HONG KONG, China – An increasing expectation the Federal Reserve will keep interest rates at record lows fed further gains in Asia’s stock markets on Friday, October 16.

Indonesia’s rupiah dipped more than 1% however, although it is up about 8% this month. The Malaysian ringgit also lost over 1% and has gained more than 5%.

The rupiah fell 1.31% on Friday, while the ringgit lost 1.55%.

The Korean won was 0.39% lower, the Thai baht eased 0.22% and Singapore’s dollar was down 0.13%.

Investors were set to end a third straight week on a high as Tuesday and Wednesday’s China-fueled retreat was overshadowed by hopes the cost of US borrowing will stay near zero% into the new year.

Speculation that Beijing will soon introduce more measures to stimulate the world’s number two economy and key driver of world growth also provided an incentive to buy ahead of the release of growth data next week.

Global markets have enjoyed a broadly strong month so far after suffering their worst quarter in 4 years during July-September, when trillions of dollars were wiped of valuations.

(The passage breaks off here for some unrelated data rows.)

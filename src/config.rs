//! Configuration system for routed, isolated agent sessions
//!
//! Loaded from TOML. Every section has defaults, so an empty file (or no
//! file at all) yields the reference routing tables: a Playwright browser
//! server, a filesystem server, a Postgres server, and a general profile
//! with no tool-servers and a local-tool allow-list.

use crate::routing::{CapabilityProfile, Complexity};
use serde::{Deserialize, Serialize};
use std::collections::BTreeMap;
use std::path::{Path, PathBuf};
use thiserror::Error;

/// Main application configuration
#[derive(Debug, Clone, Serialize, Deserialize, PartialEq)]
pub struct AppConfig {
    #[serde(default)]
    pub runtime: RuntimeSection,
    #[serde(default)]
    pub routing: RoutingSection,
    #[serde(default)]
    pub batch: BatchSection,
    /// External tool-server processes, by name
    #[serde(default = "default_servers")]
    pub servers: BTreeMap<String, StdioServerSpec>,
    /// In-process tool servers assembled from builtin tools, by name
    #[serde(default = "default_sdk_servers")]
    pub sdk_servers: BTreeMap<String, SdkServerSpec>,
    #[serde(default)]
    pub profiles: ProfilesSection,
}

impl Default for AppConfig {
    fn default() -> Self {
        Self {
            runtime: RuntimeSection::default(),
            routing: RoutingSection::default(),
            batch: BatchSection::default(),
            servers: default_servers(),
            sdk_servers: default_sdk_servers(),
            profiles: ProfilesSection::default(),
        }
    }
}

/// Agent runtime section
#[derive(Debug, Clone, Serialize, Deserialize, PartialEq)]
pub struct RuntimeSection {
    /// Agent CLI executable
    #[serde(default = "default_runtime_command")]
    pub command: String,
    /// Extra arguments placed before the session flags
    #[serde(default)]
    pub args: Vec<String>,
    /// Per-invocation timeout in seconds; 0 disables it
    #[serde(default = "default_timeout_secs")]
    pub timeout_secs: u64,
    /// Working directory for the runtime process
    pub working_dir: Option<PathBuf>,
}

impl Default for RuntimeSection {
    fn default() -> Self {
        Self {
            command: default_runtime_command(),
            args: Vec::new(),
            timeout_secs: default_timeout_secs(),
            working_dir: None,
        }
    }
}

impl RuntimeSection {
    /// Timeout as a duration, `None` when disabled
    pub fn timeout(&self) -> Option<std::time::Duration> {
        (self.timeout_secs > 0).then(|| std::time::Duration::from_secs(self.timeout_secs))
    }
}

fn default_runtime_command() -> String {
    "claude".to_string()
}

fn default_timeout_secs() -> u64 {
    600
}

/// Keyword routing section
#[derive(Debug, Clone, Default, Serialize, Deserialize, PartialEq)]
pub struct RoutingSection {
    #[serde(default)]
    pub match_mode: MatchMode,
}

/// How keywords are matched against the lower-cased task text
#[derive(Debug, Clone, Copy, Default, Serialize, Deserialize, PartialEq, Eq)]
#[serde(rename_all = "lowercase")]
pub enum MatchMode {
    /// Plain containment: "database" matches inside "nondatabase", "table" inside "stable"
    #[default]
    Substring,
    /// Keyword must be bounded by non-alphanumeric characters or the string ends
    Word,
}

/// Batch execution section
#[derive(Debug, Clone, Serialize, Deserialize, PartialEq)]
pub struct BatchSection {
    #[serde(default)]
    pub failure_policy: FailurePolicy,
    /// Number of tasks in flight at once; 1 runs strictly sequentially
    #[serde(default = "default_max_concurrency")]
    pub max_concurrency: usize,
}

impl Default for BatchSection {
    fn default() -> Self {
        Self {
            failure_policy: FailurePolicy::default(),
            max_concurrency: default_max_concurrency(),
        }
    }
}

fn default_max_concurrency() -> usize {
    1
}

/// What a batch does when one task fails
#[derive(Debug, Clone, Copy, Default, Serialize, Deserialize, PartialEq, Eq)]
#[serde(rename_all = "lowercase")]
pub enum FailurePolicy {
    /// Stop at the first failure and return it
    #[default]
    Abort,
    /// Record the failure in place and keep going
    Continue,
}

/// External tool-server process descriptor
#[derive(Debug, Clone, Serialize, Deserialize, PartialEq)]
pub struct StdioServerSpec {
    pub command: String,
    #[serde(default)]
    pub args: Vec<String>,
    #[serde(default)]
    pub env: BTreeMap<String, String>,
}

/// In-process tool server built from builtin tools
#[derive(Debug, Clone, Serialize, Deserialize, PartialEq)]
pub struct SdkServerSpec {
    #[serde(default = "default_sdk_version")]
    pub version: String,
    pub tools: Vec<String>,
}

fn default_sdk_version() -> String {
    "1.0.0".to_string()
}

/// Per-profile settings
///
/// A `[profiles.<name>]` table overrides only the fields it sets; every
/// other field keeps the built-in value for that profile.
#[derive(Debug, Clone, Serialize, Deserialize, PartialEq)]
#[serde(from = "ProfileOverrides")]
pub struct ProfilesSection {
    pub browser: ProfileSpec,
    pub filesystem: ProfileSpec,
    pub database: ProfileSpec,
    pub general: ProfileSpec,
}

impl Default for ProfilesSection {
    fn default() -> Self {
        Self {
            browser: default_browser_profile(),
            filesystem: default_filesystem_profile(),
            database: default_database_profile(),
            general: default_general_profile(),
        }
    }
}

impl ProfilesSection {
    pub fn get(&self, profile: CapabilityProfile) -> &ProfileSpec {
        match profile {
            CapabilityProfile::Browser => &self.browser,
            CapabilityProfile::Filesystem => &self.filesystem,
            CapabilityProfile::Database => &self.database,
            CapabilityProfile::General => &self.general,
        }
    }
}

/// Settings for one capability profile
#[derive(Debug, Clone, Serialize, PartialEq)]
pub struct ProfileSpec {
    /// Tool-server names visible to the session (from `servers` or `sdk_servers`)
    pub servers: Vec<String>,
    pub system_prompt: Option<String>,
    /// Explicit tool allow-list; `None` leaves the runtime's default
    pub allowed_tools: Option<Vec<String>>,
    /// Lower-cased before matching; ignored for the general profile
    pub keywords: Vec<String>,
    pub complexity: Complexity,
}

#[derive(Debug, Default, Deserialize)]
#[serde(deny_unknown_fields)]
struct ProfileOverrides {
    #[serde(default)]
    browser: ProfileOverride,
    #[serde(default)]
    filesystem: ProfileOverride,
    #[serde(default)]
    database: ProfileOverride,
    #[serde(default)]
    general: ProfileOverride,
}

impl From<ProfileOverrides> for ProfilesSection {
    fn from(overrides: ProfileOverrides) -> Self {
        Self {
            browser: overrides.browser.apply(default_browser_profile()),
            filesystem: overrides.filesystem.apply(default_filesystem_profile()),
            database: overrides.database.apply(default_database_profile()),
            general: overrides.general.apply(default_general_profile()),
        }
    }
}

/// Fields set in one `[profiles.<name>]` table
#[derive(Debug, Default, Deserialize)]
#[serde(deny_unknown_fields)]
struct ProfileOverride {
    servers: Option<Vec<String>>,
    /// An empty prompt removes the built-in one
    system_prompt: Option<String>,
    allowed_tools: Option<Vec<String>>,
    keywords: Option<Vec<String>>,
    complexity: Option<Complexity>,
}

impl ProfileOverride {
    fn apply(self, mut base: ProfileSpec) -> ProfileSpec {
        if let Some(servers) = self.servers {
            base.servers = servers;
        }
        if let Some(prompt) = self.system_prompt {
            base.system_prompt = (!prompt.is_empty()).then_some(prompt);
        }
        if let Some(tools) = self.allowed_tools {
            base.allowed_tools = Some(tools);
        }
        if let Some(keywords) = self.keywords {
            base.keywords = keywords;
        }
        if let Some(complexity) = self.complexity {
            base.complexity = complexity;
        }
        base
    }
}

fn strings(items: &[&str]) -> Vec<String> {
    items.iter().map(|s| s.to_string()).collect()
}

fn default_servers() -> BTreeMap<String, StdioServerSpec> {
    let mut servers = BTreeMap::new();
    servers.insert(
        "playwright".to_string(),
        StdioServerSpec {
            command: "npx".to_string(),
            args: strings(&["-y", "@modelcontextprotocol/server-playwright"]),
            env: BTreeMap::new(),
        },
    );
    servers.insert(
        "filesystem".to_string(),
        StdioServerSpec {
            command: "npx".to_string(),
            args: strings(&["-y", "@modelcontextprotocol/server-filesystem"]),
            env: BTreeMap::from([(
                "ALLOWED_PATHS".to_string(),
                "/home/user/projects".to_string(),
            )]),
        },
    );
    servers.insert(
        "database".to_string(),
        StdioServerSpec {
            command: "npx".to_string(),
            args: strings(&["-y", "@modelcontextprotocol/server-postgres"]),
            env: BTreeMap::from([(
                "DATABASE_URL".to_string(),
                "postgresql://localhost/mydb".to_string(),
            )]),
        },
    );
    servers
}

fn default_sdk_servers() -> BTreeMap<String, SdkServerSpec> {
    BTreeMap::from([
        (
            "code-tools".to_string(),
            SdkServerSpec {
                version: default_sdk_version(),
                tools: strings(&["analyze_code"]),
            },
        ),
        (
            "docs-tools".to_string(),
            SdkServerSpec {
                version: default_sdk_version(),
                tools: strings(&["generate_docs"]),
            },
        ),
    ])
}

fn default_browser_profile() -> ProfileSpec {
    ProfileSpec {
        servers: strings(&["playwright"]),
        system_prompt: Some("You are a browser automation expert.".to_string()),
        allowed_tools: None,
        keywords: strings(&["browser", "web scraping", "web", "scrape", "scraping"]),
        complexity: Complexity::Complex,
    }
}

fn default_filesystem_profile() -> ProfileSpec {
    ProfileSpec {
        servers: strings(&["filesystem"]),
        system_prompt: Some("You are a file operations expert.".to_string()),
        allowed_tools: None,
        keywords: strings(&["file", "directory", "folder"]),
        complexity: Complexity::Simple,
    }
}

fn default_database_profile() -> ProfileSpec {
    ProfileSpec {
        servers: strings(&["database"]),
        system_prompt: Some("You are a database expert.".to_string()),
        allowed_tools: None,
        keywords: strings(&["database", "sql", "query", "table"]),
        complexity: Complexity::Complex,
    }
}

fn default_general_profile() -> ProfileSpec {
    ProfileSpec {
        servers: Vec::new(),
        system_prompt: Some("You are a helpful assistant.".to_string()),
        allowed_tools: Some(strings(&["Read", "Write", "Bash", "Grep", "Glob"])),
        keywords: Vec::new(),
        complexity: Complexity::Simple,
    }
}

/// Configuration loading errors
#[derive(Debug, Error)]
pub enum ConfigError {
    #[error("Failed to read config file: {0}")]
    FileRead(#[from] std::io::Error),
    #[error("Failed to parse TOML: {0}")]
    TomlParse(#[from] toml::de::Error),
    #[error("Profile '{profile}' references unknown server '{server}'")]
    UnknownServer { profile: String, server: String },
    #[error("Server '{server}' references unknown builtin tool '{tool}'")]
    UnknownTool { server: String, tool: String },
    #[error("Invalid configuration: {0}")]
    InvalidConfig(String),
}

impl AppConfig {
    /// Load configuration from a TOML file and validate it
    pub fn load_from_file(path: &Path) -> Result<Self, ConfigError> {
        let content = std::fs::read_to_string(path)?;
        Self::from_toml_str(&content)
    }

    /// Parse and validate configuration from TOML text
    pub fn from_toml_str(content: &str) -> Result<Self, ConfigError> {
        let config: AppConfig = toml::from_str(content)?;
        config.validate()?;
        Ok(config)
    }

    /// Check cross-section consistency
    pub fn validate(&self) -> Result<(), ConfigError> {
        if self.runtime.command.trim().is_empty() {
            return Err(ConfigError::InvalidConfig(
                "runtime.command must not be empty".to_string(),
            ));
        }

        if self.batch.max_concurrency == 0 {
            return Err(ConfigError::InvalidConfig(
                "batch.max_concurrency must be at least 1".to_string(),
            ));
        }

        if let Some(name) = self
            .servers
            .keys()
            .find(|name| self.sdk_servers.contains_key(*name))
        {
            return Err(ConfigError::InvalidConfig(format!(
                "server '{name}' is defined in both [servers] and [sdk_servers]"
            )));
        }

        for profile in CapabilityProfile::ALL {
            for server in &self.profiles.get(profile).servers {
                if !self.servers.contains_key(server) && !self.sdk_servers.contains_key(server) {
                    return Err(ConfigError::UnknownServer {
                        profile: profile.to_string(),
                        server: server.clone(),
                    });
                }
            }
        }

        Ok(())
    }
}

The main story behind the latest rally has been the likelihood the Fed will have to put off a rate hike until the new year owing to a slowdown in world economic growth.

After saying in early 2015 that a rise was expected as the US economy picked up pace, bank policymakers have gradually lowered their expectations, with turmoil unleashed by China’s yuan depreciation in August playing a major role.

A recent run of weak data out of Washington – including below par jobs growth and retail sales – have also muddied the Fed’s waters.

“Investors are reacting to the increasing likelihood that the Fed rate hike, which had been expected just a month ago in September, now likely won’t happen during the course of this year,” said David Levy, portfolio manager at Kenjol Capital Management.

However, the dollar, which has tumbled this month against most currencies, picked up Friday after New York Federal Reserve President William Dudley said a rate increase was still possible this year if economic data stayed “in line” with forecasts.

China growth woes

The greenback rose to 119.18 yen from 118.88 yen in New York as pick-up in confidence on trading floors saw dealers move out of safer assets.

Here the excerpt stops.